▸ **TASK INSTRUCTIONS**: Going through the listing below, work out how many lines include "computed" and give that number by itself.

▸ **INPUT DATA**:

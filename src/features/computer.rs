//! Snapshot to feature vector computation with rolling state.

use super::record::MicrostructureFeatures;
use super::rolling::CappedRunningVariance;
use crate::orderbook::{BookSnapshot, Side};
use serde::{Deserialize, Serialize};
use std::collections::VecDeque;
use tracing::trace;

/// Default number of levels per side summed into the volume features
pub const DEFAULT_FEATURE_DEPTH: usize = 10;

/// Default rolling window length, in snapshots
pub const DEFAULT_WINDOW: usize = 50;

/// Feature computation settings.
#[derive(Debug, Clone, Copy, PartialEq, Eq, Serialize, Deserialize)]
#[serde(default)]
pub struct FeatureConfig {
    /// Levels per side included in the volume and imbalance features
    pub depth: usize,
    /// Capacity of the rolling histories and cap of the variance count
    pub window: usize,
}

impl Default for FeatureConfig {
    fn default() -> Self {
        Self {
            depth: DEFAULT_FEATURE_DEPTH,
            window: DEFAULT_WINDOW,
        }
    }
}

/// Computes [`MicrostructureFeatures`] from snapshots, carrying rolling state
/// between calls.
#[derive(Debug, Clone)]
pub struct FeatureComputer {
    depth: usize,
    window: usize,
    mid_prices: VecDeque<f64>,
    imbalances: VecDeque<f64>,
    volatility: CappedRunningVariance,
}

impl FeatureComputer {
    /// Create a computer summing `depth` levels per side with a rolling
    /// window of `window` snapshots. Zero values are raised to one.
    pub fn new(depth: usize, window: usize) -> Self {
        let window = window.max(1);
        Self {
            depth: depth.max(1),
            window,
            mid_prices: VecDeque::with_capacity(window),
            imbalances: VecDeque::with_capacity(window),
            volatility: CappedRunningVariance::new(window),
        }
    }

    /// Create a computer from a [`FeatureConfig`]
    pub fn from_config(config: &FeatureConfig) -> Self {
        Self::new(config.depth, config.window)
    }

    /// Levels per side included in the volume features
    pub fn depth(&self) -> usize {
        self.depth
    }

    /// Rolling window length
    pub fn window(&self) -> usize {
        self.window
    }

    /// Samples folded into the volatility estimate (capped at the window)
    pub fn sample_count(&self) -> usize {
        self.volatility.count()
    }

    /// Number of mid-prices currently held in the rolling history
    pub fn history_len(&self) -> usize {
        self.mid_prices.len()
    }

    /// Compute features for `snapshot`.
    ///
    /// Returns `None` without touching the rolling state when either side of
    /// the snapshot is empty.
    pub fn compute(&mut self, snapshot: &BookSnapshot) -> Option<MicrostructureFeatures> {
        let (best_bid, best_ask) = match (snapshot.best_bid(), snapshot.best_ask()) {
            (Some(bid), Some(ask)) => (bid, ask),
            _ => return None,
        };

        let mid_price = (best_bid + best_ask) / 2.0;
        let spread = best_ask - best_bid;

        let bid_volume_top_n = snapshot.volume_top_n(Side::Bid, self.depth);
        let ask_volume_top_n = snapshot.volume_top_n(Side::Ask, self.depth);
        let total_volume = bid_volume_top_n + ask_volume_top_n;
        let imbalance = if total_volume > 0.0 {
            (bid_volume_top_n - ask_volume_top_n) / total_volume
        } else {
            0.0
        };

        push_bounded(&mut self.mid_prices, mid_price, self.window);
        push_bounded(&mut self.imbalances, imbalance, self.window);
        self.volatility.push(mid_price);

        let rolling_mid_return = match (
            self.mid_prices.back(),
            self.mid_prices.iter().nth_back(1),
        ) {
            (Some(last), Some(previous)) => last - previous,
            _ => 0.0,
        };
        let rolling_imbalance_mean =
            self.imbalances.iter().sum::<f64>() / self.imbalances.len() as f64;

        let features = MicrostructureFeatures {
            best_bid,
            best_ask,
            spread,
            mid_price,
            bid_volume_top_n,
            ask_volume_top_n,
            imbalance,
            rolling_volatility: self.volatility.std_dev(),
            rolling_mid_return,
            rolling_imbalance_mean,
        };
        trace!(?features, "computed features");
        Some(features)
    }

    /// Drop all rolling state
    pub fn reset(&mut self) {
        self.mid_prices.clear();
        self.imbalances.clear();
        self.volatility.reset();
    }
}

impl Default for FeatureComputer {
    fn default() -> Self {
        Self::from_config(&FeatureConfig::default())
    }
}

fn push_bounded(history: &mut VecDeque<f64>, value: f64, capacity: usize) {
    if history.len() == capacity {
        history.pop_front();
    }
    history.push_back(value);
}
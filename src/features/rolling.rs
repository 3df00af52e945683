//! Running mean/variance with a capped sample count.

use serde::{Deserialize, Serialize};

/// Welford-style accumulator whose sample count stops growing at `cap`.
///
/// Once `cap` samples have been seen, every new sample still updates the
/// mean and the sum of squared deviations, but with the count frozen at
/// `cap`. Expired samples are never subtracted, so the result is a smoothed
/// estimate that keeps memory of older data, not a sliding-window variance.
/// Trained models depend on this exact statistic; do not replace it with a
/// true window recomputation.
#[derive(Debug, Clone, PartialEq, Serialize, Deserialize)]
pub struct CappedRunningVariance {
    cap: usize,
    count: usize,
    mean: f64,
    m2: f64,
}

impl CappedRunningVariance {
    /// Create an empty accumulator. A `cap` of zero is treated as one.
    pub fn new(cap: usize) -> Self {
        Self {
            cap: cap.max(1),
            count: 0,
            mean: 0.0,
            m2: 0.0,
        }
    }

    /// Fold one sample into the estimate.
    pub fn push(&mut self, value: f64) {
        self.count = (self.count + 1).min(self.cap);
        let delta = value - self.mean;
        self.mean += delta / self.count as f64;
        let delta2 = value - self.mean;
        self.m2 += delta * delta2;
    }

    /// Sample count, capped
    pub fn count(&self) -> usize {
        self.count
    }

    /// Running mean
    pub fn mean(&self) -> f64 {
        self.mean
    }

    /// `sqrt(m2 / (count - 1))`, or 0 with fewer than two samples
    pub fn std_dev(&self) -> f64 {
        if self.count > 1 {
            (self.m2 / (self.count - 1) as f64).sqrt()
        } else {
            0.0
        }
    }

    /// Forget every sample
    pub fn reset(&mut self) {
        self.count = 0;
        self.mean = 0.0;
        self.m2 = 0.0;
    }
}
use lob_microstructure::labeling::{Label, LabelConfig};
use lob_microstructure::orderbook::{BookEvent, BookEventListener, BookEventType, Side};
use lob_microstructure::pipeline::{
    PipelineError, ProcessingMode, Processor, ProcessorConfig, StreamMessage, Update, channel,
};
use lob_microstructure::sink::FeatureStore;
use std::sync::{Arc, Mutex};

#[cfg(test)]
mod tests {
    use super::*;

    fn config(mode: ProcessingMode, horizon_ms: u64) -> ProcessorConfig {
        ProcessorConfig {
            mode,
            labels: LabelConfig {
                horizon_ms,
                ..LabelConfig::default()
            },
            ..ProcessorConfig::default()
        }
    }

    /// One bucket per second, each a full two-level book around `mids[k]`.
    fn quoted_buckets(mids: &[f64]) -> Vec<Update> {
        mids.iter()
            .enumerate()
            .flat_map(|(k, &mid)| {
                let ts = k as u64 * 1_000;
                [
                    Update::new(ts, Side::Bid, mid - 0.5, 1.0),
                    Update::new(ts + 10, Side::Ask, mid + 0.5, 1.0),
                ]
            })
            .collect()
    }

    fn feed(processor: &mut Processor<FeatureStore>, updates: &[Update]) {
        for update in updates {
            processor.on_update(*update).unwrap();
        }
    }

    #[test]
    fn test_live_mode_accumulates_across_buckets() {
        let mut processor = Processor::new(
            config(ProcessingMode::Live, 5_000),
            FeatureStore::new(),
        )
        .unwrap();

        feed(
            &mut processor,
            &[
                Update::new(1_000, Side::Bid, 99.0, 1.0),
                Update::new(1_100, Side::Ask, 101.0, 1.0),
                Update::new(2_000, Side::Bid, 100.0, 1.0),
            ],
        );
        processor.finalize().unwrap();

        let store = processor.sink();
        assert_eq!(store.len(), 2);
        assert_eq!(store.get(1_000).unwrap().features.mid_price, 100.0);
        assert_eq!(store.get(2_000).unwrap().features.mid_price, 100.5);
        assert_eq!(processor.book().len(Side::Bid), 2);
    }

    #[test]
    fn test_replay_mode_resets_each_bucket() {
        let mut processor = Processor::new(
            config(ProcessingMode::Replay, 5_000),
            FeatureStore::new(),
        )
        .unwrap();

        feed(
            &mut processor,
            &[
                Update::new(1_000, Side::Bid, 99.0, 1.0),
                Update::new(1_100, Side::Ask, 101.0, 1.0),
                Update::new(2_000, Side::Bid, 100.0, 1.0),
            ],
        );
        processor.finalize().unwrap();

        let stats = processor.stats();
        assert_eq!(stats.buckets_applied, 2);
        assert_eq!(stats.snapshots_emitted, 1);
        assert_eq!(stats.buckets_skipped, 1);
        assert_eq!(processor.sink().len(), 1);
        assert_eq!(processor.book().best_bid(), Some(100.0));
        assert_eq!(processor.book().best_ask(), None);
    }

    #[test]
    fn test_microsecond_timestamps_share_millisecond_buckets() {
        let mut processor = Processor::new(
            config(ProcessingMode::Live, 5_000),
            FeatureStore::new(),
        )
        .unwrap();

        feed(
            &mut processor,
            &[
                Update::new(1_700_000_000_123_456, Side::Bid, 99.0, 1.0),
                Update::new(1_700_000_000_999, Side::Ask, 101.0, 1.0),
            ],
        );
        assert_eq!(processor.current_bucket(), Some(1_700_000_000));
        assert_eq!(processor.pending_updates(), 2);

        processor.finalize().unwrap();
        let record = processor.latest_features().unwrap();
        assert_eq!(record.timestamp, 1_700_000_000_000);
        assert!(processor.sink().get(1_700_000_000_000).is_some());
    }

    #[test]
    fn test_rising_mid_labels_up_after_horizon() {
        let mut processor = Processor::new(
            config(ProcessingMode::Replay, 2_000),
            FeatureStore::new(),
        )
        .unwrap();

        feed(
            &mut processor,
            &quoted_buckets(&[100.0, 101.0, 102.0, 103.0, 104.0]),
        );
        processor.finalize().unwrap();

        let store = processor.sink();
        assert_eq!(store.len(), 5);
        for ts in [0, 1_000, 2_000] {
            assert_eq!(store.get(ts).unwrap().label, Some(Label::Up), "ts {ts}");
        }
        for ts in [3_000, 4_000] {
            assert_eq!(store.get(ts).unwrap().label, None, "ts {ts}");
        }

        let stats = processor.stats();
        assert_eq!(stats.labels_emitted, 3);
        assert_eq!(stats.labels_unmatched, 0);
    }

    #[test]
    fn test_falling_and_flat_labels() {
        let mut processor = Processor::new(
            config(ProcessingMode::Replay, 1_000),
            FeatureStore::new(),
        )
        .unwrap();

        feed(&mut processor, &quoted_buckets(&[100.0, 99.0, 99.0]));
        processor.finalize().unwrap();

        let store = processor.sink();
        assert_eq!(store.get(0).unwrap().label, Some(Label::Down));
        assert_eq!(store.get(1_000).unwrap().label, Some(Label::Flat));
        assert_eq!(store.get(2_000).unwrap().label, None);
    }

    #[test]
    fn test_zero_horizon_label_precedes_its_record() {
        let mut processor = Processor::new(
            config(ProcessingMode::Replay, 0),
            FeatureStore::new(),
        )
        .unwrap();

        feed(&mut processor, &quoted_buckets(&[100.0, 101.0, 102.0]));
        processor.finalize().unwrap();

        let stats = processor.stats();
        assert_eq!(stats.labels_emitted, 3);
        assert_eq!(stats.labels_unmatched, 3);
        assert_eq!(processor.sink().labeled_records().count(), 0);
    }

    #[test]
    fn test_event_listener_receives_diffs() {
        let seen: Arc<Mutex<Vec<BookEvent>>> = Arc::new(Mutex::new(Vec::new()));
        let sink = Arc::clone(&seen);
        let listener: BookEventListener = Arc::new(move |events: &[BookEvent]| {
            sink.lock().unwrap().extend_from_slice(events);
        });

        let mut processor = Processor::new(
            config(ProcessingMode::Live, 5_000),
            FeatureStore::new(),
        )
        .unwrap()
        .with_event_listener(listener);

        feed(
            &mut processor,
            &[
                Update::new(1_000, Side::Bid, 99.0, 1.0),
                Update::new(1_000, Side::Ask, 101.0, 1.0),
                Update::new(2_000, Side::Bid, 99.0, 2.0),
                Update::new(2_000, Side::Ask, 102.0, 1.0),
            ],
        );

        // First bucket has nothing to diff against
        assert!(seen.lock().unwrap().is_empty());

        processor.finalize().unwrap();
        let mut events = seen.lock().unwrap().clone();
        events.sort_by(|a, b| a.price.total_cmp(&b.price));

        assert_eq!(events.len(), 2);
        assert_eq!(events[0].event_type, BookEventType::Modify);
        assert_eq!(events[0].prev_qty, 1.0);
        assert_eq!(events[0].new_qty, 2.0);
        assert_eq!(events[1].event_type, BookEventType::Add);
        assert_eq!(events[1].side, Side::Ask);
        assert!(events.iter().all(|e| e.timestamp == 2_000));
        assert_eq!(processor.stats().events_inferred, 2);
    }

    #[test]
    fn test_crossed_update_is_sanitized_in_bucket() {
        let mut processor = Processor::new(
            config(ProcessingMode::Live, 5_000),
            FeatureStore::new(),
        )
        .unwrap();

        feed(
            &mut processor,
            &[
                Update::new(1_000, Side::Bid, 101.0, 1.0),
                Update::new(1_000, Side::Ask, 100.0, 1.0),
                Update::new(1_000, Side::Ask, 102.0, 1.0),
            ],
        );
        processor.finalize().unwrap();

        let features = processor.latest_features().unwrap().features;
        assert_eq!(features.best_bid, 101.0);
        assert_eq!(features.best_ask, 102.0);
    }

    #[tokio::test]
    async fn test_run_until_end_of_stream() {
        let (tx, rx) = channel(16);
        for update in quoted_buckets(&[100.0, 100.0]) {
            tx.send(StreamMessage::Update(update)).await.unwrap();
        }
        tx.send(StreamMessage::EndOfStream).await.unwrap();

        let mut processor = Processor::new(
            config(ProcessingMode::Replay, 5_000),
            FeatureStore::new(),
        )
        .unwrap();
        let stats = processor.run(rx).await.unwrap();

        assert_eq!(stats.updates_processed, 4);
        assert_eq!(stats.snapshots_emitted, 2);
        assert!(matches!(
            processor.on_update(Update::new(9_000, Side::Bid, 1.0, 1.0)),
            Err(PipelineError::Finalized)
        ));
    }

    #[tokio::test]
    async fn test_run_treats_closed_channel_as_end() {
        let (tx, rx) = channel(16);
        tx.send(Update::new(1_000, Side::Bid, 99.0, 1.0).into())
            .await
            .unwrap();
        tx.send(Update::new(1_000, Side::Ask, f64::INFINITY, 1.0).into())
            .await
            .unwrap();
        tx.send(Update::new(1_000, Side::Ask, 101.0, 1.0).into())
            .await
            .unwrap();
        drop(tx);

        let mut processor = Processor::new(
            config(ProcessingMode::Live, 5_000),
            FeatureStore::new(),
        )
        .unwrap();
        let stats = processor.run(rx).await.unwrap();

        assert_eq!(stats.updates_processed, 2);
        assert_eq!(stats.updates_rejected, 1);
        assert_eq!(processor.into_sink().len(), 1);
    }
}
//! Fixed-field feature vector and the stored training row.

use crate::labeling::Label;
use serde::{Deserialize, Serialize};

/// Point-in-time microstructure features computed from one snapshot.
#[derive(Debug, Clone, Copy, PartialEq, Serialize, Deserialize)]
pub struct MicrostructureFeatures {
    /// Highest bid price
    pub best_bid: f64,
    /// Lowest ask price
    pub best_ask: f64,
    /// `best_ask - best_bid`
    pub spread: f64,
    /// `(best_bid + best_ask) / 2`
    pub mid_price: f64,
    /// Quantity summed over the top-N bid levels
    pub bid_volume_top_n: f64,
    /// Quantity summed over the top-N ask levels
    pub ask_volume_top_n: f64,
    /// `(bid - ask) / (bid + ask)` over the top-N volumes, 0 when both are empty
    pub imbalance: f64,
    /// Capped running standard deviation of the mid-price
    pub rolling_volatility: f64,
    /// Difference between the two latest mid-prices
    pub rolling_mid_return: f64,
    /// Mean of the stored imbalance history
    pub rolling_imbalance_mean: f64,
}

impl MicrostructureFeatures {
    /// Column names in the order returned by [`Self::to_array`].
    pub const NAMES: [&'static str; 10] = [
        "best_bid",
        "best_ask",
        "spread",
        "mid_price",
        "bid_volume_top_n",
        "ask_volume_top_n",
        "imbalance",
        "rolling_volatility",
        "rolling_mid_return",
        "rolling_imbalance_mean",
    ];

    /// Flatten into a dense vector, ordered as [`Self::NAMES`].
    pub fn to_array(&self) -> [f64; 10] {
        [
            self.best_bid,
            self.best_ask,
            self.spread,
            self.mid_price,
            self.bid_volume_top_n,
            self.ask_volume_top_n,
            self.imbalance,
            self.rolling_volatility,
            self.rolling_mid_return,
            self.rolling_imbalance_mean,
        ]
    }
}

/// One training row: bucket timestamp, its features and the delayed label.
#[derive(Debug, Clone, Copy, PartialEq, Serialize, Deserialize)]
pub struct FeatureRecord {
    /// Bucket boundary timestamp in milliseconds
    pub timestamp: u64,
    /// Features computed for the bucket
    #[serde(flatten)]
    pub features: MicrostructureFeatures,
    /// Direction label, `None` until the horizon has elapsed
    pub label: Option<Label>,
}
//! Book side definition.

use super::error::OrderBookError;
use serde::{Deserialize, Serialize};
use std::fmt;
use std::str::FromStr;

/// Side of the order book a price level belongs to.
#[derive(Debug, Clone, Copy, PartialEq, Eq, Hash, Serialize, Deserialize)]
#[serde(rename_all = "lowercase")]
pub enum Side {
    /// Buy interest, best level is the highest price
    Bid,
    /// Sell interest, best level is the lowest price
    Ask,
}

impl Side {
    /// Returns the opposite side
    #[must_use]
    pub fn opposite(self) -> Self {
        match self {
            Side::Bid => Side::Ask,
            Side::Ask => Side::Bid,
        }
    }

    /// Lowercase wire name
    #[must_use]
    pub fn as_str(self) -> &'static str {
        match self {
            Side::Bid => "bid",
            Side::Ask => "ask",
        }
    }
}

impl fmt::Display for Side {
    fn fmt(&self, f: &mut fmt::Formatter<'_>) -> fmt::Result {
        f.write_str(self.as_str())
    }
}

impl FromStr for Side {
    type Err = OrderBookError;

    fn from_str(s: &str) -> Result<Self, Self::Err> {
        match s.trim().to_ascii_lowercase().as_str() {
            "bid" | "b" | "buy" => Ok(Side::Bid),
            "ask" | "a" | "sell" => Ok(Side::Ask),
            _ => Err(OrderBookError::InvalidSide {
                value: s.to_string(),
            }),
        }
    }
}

▸ **SOLUTION TO THE PROBLEM**: 3